An epidemic prediction from analysis of a combined HIV-COVID-19 co-infection model via ABC-fractional operator

Abstract

The whole world is still shaken by the new corona virus and many countries are starting opting for the lockdown again after the first wave that already killed thousands of people. New observations also show that the virus spreads quickly during the cold period closer to winter season. On the other side, the number of new infections decreases considerably during hot period closer to summer time. The geographic structure of our planet is such that when some countries (in a hemisphere) are in their winter season, others in the other hemisphere are in their summer season. However, we have observed in the world some countries undertaking national lockdown during their summer time, which result in their economy to be hugely hit. Other factors, beside the lockdown, have also impacted negatively the socio-economic situation in affected countries. These include, among others, the human immunodeficiency virus (HIV) susceptible to combine to the new corona virus. The new corona virus is indeed recent and many of its effect and impact on the society are still unknown and are still to be uncovered. Hence we use here the of Atangana-Baleanu fractional derivative to mathematically express and analyses a model of HIV disease combined with COVID-19 to assess the pandemic situation in many countries affected, such as South Africa, United Kingdom (UK), China, Spain, United States of America (USA), and Italy.

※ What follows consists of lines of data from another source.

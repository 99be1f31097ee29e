//! Content gateway.
//!
//! Every read goes to exactly one source, chosen once at construction:
//! the in-process [`DirectClient`](crate::direct::DirectClient) when the
//! deployment is capable of it and the CMS secret is configured, the REST
//! API otherwise. No error leaves this module. Failed list reads become
//! `{docs: []}` and failed global reads become the static fallback record.

use std::sync::Arc;

use folio_core::defaults::global_fallback;
use folio_core::normalize;
use folio_core::query::{CollectionQuery, DocumentList, GlobalSlug, Resource};
use folio_core::schema;
use folio_core::types::Document;
use folio_core::view_model::{published_in_order, AboutView, ProjectView, SiteConfigView};

use crate::config::GatewayConfig;
use crate::error::GatewayError;
use crate::handle::DirectClientHandle;
use crate::rest::RestClient;

/// Where reads are served from.
#[derive(Debug, Clone, Copy, PartialEq, Eq)]
pub enum Source {
    Direct,
    Rest,
}

impl Source {
    pub fn as_str(self) -> &'static str {
        match self {
            Source::Direct => "direct",
            Source::Rest => "rest",
        }
    }
}

/// Pick the source from the injected capability and secret presence.
pub fn select_source(direct_capable: bool, secret_configured: bool) -> Source {
    if direct_capable && secret_configured {
        Source::Direct
    } else {
        Source::Rest
    }
}

/// Outcome of resolving a [`Resource`].
#[derive(Debug, Clone, PartialEq)]
pub enum Resolved {
    List(DocumentList),
    Global(Option<Document>),
}

pub struct ContentGateway {
    source: Source,
    rest: RestClient,
    direct: Option<Arc<DirectClientHandle>>,
}

impl ContentGateway {
    /// Build a gateway from configuration.
    ///
    /// `direct` is the process-wide client handle; passing `None` declares
    /// the deployment incapable of direct reads regardless of the config
    /// flag.
    pub fn new(
        config: &GatewayConfig,
        direct: Option<Arc<DirectClientHandle>>,
    ) -> Result<Self, GatewayError> {
        let rest = RestClient::new(
            config.rest_base_url.clone(),
            config.api_token.clone(),
            config.request_timeout(),
        )?;
        let source = match direct {
            Some(_) if config.direct_enabled() => Source::Direct,
            _ => Source::Rest,
        };
        tracing::info!(
            source = source.as_str(),
            rest_base_url = %config.rest_base_url,
            "Content gateway configured"
        );
        Ok(Self::with_parts(source, rest, direct))
    }

    /// Assemble a gateway from already-built parts.
    pub fn with_parts(
        source: Source,
        rest: RestClient,
        direct: Option<Arc<DirectClientHandle>>,
    ) -> Self {
        let source = match (source, &direct) {
            (Source::Direct, None) => Source::Rest,
            (s, _) => s,
        };
        Self {
            source,
            rest,
            direct,
        }
    }

    pub fn source(&self) -> Source {
        self.source
    }

    /// Whether the direct client has been initialized in this process.
    pub fn direct_client_ready(&self) -> bool {
        self.direct.as_ref().is_some_and(|h| h.is_initialized())
    }

    // -----------------------------------------------------------------------
    // Raw reads
    // -----------------------------------------------------------------------

    /// Resolve any resource descriptor.
    pub async fn resolve(&self, resource: &Resource) -> Resolved {
        match resource {
            Resource::Collection(query) => Resolved::List(self.find(query).await),
            Resource::Global(slug) => Resolved::Global(self.find_global(*slug).await),
        }
    }

    /// Run a list query; any failure yields an empty list.
    pub async fn find(&self, query: &CollectionQuery) -> DocumentList {
        match self.try_find(query).await {
            Ok(list) => list,
            Err(e) => {
                tracing::warn!(
                    collection = %query.collection,
                    source = self.source.as_str(),
                    kind = e.kind(),
                    error = %e,
                    "Content read failed, serving empty list"
                );
                DocumentList::empty()
            }
        }
    }

    /// Fetch a global; any failure yields its static fallback record.
    /// `None` means the read succeeded and the global does not exist.
    pub async fn find_global(&self, slug: GlobalSlug) -> Option<Document> {
        match self.try_find_global(slug).await {
            Ok(doc) => doc,
            Err(e) => {
                self.log_global_failure(slug, &e);
                Some(global_fallback(slug))
            }
        }
    }

    /// The stored global only; failures and missing globals are both `None`.
    async fn stored_global(&self, slug: GlobalSlug) -> Option<Document> {
        self.try_find_global(slug)
            .await
            .unwrap_or_else(|e| {
                self.log_global_failure(slug, &e);
                None
            })
    }

    fn log_global_failure(&self, slug: GlobalSlug, e: &GatewayError) {
        tracing::warn!(
            slug = %slug,
            source = self.source.as_str(),
            kind = e.kind(),
            error = %e,
            "Content read failed, serving fallback record"
        );
    }

    async fn try_find(&self, query: &CollectionQuery) -> Result<DocumentList, GatewayError> {
        match (self.source, &self.direct) {
            (Source::Direct, Some(handle)) => {
                let client = handle.get().await?;
                client.find(query).await
            }
            _ => self.rest.find(query).await,
        }
    }

    async fn try_find_global(&self, slug: GlobalSlug) -> Result<Option<Document>, GatewayError> {
        match (self.source, &self.direct) {
            (Source::Direct, Some(handle)) => {
                let client = handle.get().await?;
                client.find_global(slug).await
            }
            _ => self.rest.find_global(slug).await,
        }
    }

    // -----------------------------------------------------------------------
    // View model reads
    // -----------------------------------------------------------------------

    /// Published projects in display order.
    pub async fn published_projects(&self) -> Vec<ProjectView> {
        let list = self.find(&CollectionQuery::published_projects()).await;
        let projects = published_in_order(normalize::projects(&list.docs));
        report_violations("projects", schema::audit_project_list(&projects));
        for project in &projects {
            report_violations(&project.slug, schema::audit_project(project));
        }
        projects
    }

    /// The featured published project, if one is flagged.
    pub async fn featured_project(&self) -> Option<ProjectView> {
        let list = self.find(&CollectionQuery::featured_project()).await;
        list.docs
            .first()
            .map(normalize::project)
            .filter(ProjectView::is_published)
    }

    /// A published project by slug.
    pub async fn project_by_slug(&self, slug: &str) -> Option<ProjectView> {
        let list = self.find(&CollectionQuery::project_by_slug(slug)).await;
        list.docs
            .iter()
            .map(normalize::project)
            .find(|p| p.slug == slug && p.is_published())
    }

    pub async fn site_config(&self) -> SiteConfigView {
        self.global_view(GlobalSlug::SiteConfig, normalize::site_config, schema::audit_site_config)
            .await
    }

    pub async fn about_section(&self) -> AboutView {
        self.global_view(GlobalSlug::AboutSection, normalize::about_section, schema::audit_about)
            .await
    }

    /// Normalize a global, auditing only what the CMS actually stored. The
    /// static fallback record is served as-is.
    async fn global_view<V>(
        &self,
        slug: GlobalSlug,
        to_view: impl Fn(&Document) -> V,
        audit: impl Fn(&V) -> Vec<schema::FieldViolation>,
    ) -> V {
        match self.stored_global(slug).await {
            Some(doc) => {
                let view = to_view(&doc);
                report_violations(slug.as_str(), audit(&view));
                view
            }
            None => to_view(&global_fallback(slug)),
        }
    }
}

fn report_violations(resource: &str, violations: Vec<schema::FieldViolation>) {
    for violation in violations {
        tracing::warn!(
            resource,
            field = %violation.field,
            rule = %violation.rule_type,
            message = %violation.message,
            "Content does not meet schema constraint"
        );
    }
}
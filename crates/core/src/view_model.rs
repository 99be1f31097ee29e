//! Presentation-ready view models.
//!
//! Every field is required and always populated: the normalizer fills
//! gaps with defaults. The serialized (camelCase) form is itself an
//! accepted normalizer input, so normalizing a view model is a no-op.

use std::collections::BTreeMap;

use serde::{Deserialize, Serialize};

/// Publication state of a project.
#[derive(Debug, Clone, Copy, PartialEq, Eq, Serialize, Deserialize)]
#[serde(rename_all = "lowercase")]
pub enum ProjectStatus {
    Draft,
    Published,
}

impl ProjectStatus {
    pub fn as_str(self) -> &'static str {
        match self {
            ProjectStatus::Draft => "draft",
            ProjectStatus::Published => "published",
        }
    }
}

/// A resolved image reference.
#[derive(Debug, Clone, Default, PartialEq, Eq, Serialize, Deserialize)]
pub struct ImageView {
    pub url: String,
    pub alt: String,
    #[serde(default, skip_serializing_if = "Option::is_none")]
    pub width: Option<u32>,
    #[serde(default, skip_serializing_if = "Option::is_none")]
    pub height: Option<u32>,
    /// Generated renditions by variant name (`thumbnail`, `card`, `large`).
    #[serde(default, skip_serializing_if = "BTreeMap::is_empty")]
    pub variants: BTreeMap<String, String>,
}


/// Social network of a link. Unrecognized platforms map to `Custom`.
#[derive(Debug, Clone, Copy, PartialEq, Eq, Hash, Serialize, Deserialize)]
#[serde(rename_all = "lowercase")]
pub enum Platform {
    Twitter,
    LinkedIn,
    GitHub,
    Dribbble,
    Behance,
    Instagram,
    Custom,
}

impl Platform {
    pub const ALL: [Platform; 7] = [
        Platform::Twitter,
        Platform::LinkedIn,
        Platform::GitHub,
        Platform::Dribbble,
        Platform::Behance,
        Platform::Instagram,
        Platform::Custom,
    ];

    pub fn as_str(self) -> &'static str {
        match self {
            Platform::Twitter => "twitter",
            Platform::LinkedIn => "linkedin",
            Platform::GitHub => "github",
            Platform::Dribbble => "dribbble",
            Platform::Behance => "behance",
            Platform::Instagram => "instagram",
            Platform::Custom => "custom",
        }
    }

    /// Case-insensitive parse of the CMS select value or its label.
    pub fn parse(raw: &str) -> Platform {
        let lowered = raw.trim().to_ascii_lowercase();
        Platform::ALL
            .into_iter()
            .find(|p| p.as_str() == lowered)
            .unwrap_or(Platform::Custom)
    }

    /// Guess the platform of a bare URL from its host.
    pub fn from_url(url: &str) -> Platform {
        let host = url
            .split("://")
            .nth(1)
            .unwrap_or("")
            .split(['/', '?', '#'])
            .next()
            .unwrap_or("")
            .to_ascii_lowercase();
        let host = host.strip_prefix("www.").unwrap_or(&host);

        match host {
            "twitter.com" | "x.com" => Platform::Twitter,
            "linkedin.com" => Platform::LinkedIn,
            "github.com" => Platform::GitHub,
            "dribbble.com" => Platform::Dribbble,
            "behance.net" => Platform::Behance,
            "instagram.com" => Platform::Instagram,
            _ => Platform::Custom,
        }
    }
}

#[derive(Debug, Clone, PartialEq, Eq, Serialize, Deserialize)]
pub struct SocialLinkView {
    pub platform: Platform,
    pub url: String,
    #[serde(default, skip_serializing_if = "Option::is_none")]
    pub label: Option<String>,
}

#[derive(Debug, Clone, PartialEq, Eq, Serialize, Deserialize)]
#[serde(rename_all = "camelCase")]
pub struct ProjectView {
    pub id: String,
    pub title: String,
    pub subtitle: String,
    pub slug: String,
    pub description: String,
    pub role: String,
    pub team: String,
    pub timeline: String,
    pub categories: Vec<String>,
    pub outcomes: Vec<String>,
    #[serde(default, skip_serializing_if = "Option::is_none")]
    pub hero_image: Option<ImageView>,
    pub background_color: String,
    pub carousel_images: Vec<ImageView>,
    pub featured: bool,
    pub order: i64,
    pub status: ProjectStatus,
    #[serde(default, skip_serializing_if = "Option::is_none")]
    pub created_at: Option<String>,
    #[serde(default, skip_serializing_if = "Option::is_none")]
    pub updated_at: Option<String>,
}

impl ProjectView {
    pub fn is_published(&self) -> bool {
        self.status == ProjectStatus::Published
    }
}

#[derive(Debug, Clone, PartialEq, Eq, Serialize, Deserialize)]
#[serde(rename_all = "camelCase")]
pub struct SiteConfigView {
    pub name: String,
    pub location: String,
    pub email: String,
    pub social_links: Vec<SocialLinkView>,
    #[serde(default, skip_serializing_if = "Option::is_none")]
    pub cv_url: Option<String>,
}

#[derive(Debug, Clone, PartialEq, Eq, Serialize, Deserialize)]
#[serde(rename_all = "camelCase")]
pub struct AboutView {
    pub bio_left: String,
    pub bio_right: String,
    pub carousel_images: Vec<ImageView>,
}

/// Everything the landing page needs, assembled from three reads.
#[derive(Debug, Clone, PartialEq, Eq, Serialize, Deserialize)]
#[serde(rename_all = "camelCase")]
pub struct HomePage {
    pub projects: Vec<ProjectView>,
    #[serde(default, skip_serializing_if = "Option::is_none")]
    pub featured: Option<ProjectView>,
    pub site: SiteConfigView,
    pub about: AboutView,
}

/// Keep published projects only, in ascending `order` (stable for ties).
pub fn published_in_order(projects: Vec<ProjectView>) -> Vec<ProjectView> {
    let mut published: Vec<ProjectView> =
        projects.into_iter().filter(ProjectView::is_published).collect();
    published.sort_by_key(|p| p.order);
    published
}

/// Pick the featured project among published ones.
///
/// At most one project should be featured. When several are, the one
/// with the lowest `order` wins and the rest are reported.
pub fn select_featured(projects: &[ProjectView]) -> Option<&ProjectView> {
    let mut featured: Vec<&ProjectView> = projects
        .iter()
        .filter(|p| p.featured && p.is_published())
        .collect();
    featured.sort_by_key(|p| p.order);

    if featured.len() > 1 {
        tracing::warn!(
            count = featured.len(),
            chosen = %featured[0].slug,
            "More than one project is marked featured"
        );
    }
    featured.first().copied()
}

A way to achieve that is to perform stability and bifurcation analysis. It is also possible to investigate in which conditions the combined model contains a forward and a backward bifurcation. Moreover, utilizing the techniques of Schaefer and Banach fixed point theorems, existence and uniqueness of solutions of the generalized fractional model were presented. Also, the Atangana-Baleanu fractional (generalized) HIV-COVID-19 con-infection model is solved numerically via well-known and effective numerical scheme and a predicted prevalence for the COVID-19 is provided. The global trend shown by the numerical simulation proves that the disease will stabilize at a later stage when adequate measures are taken.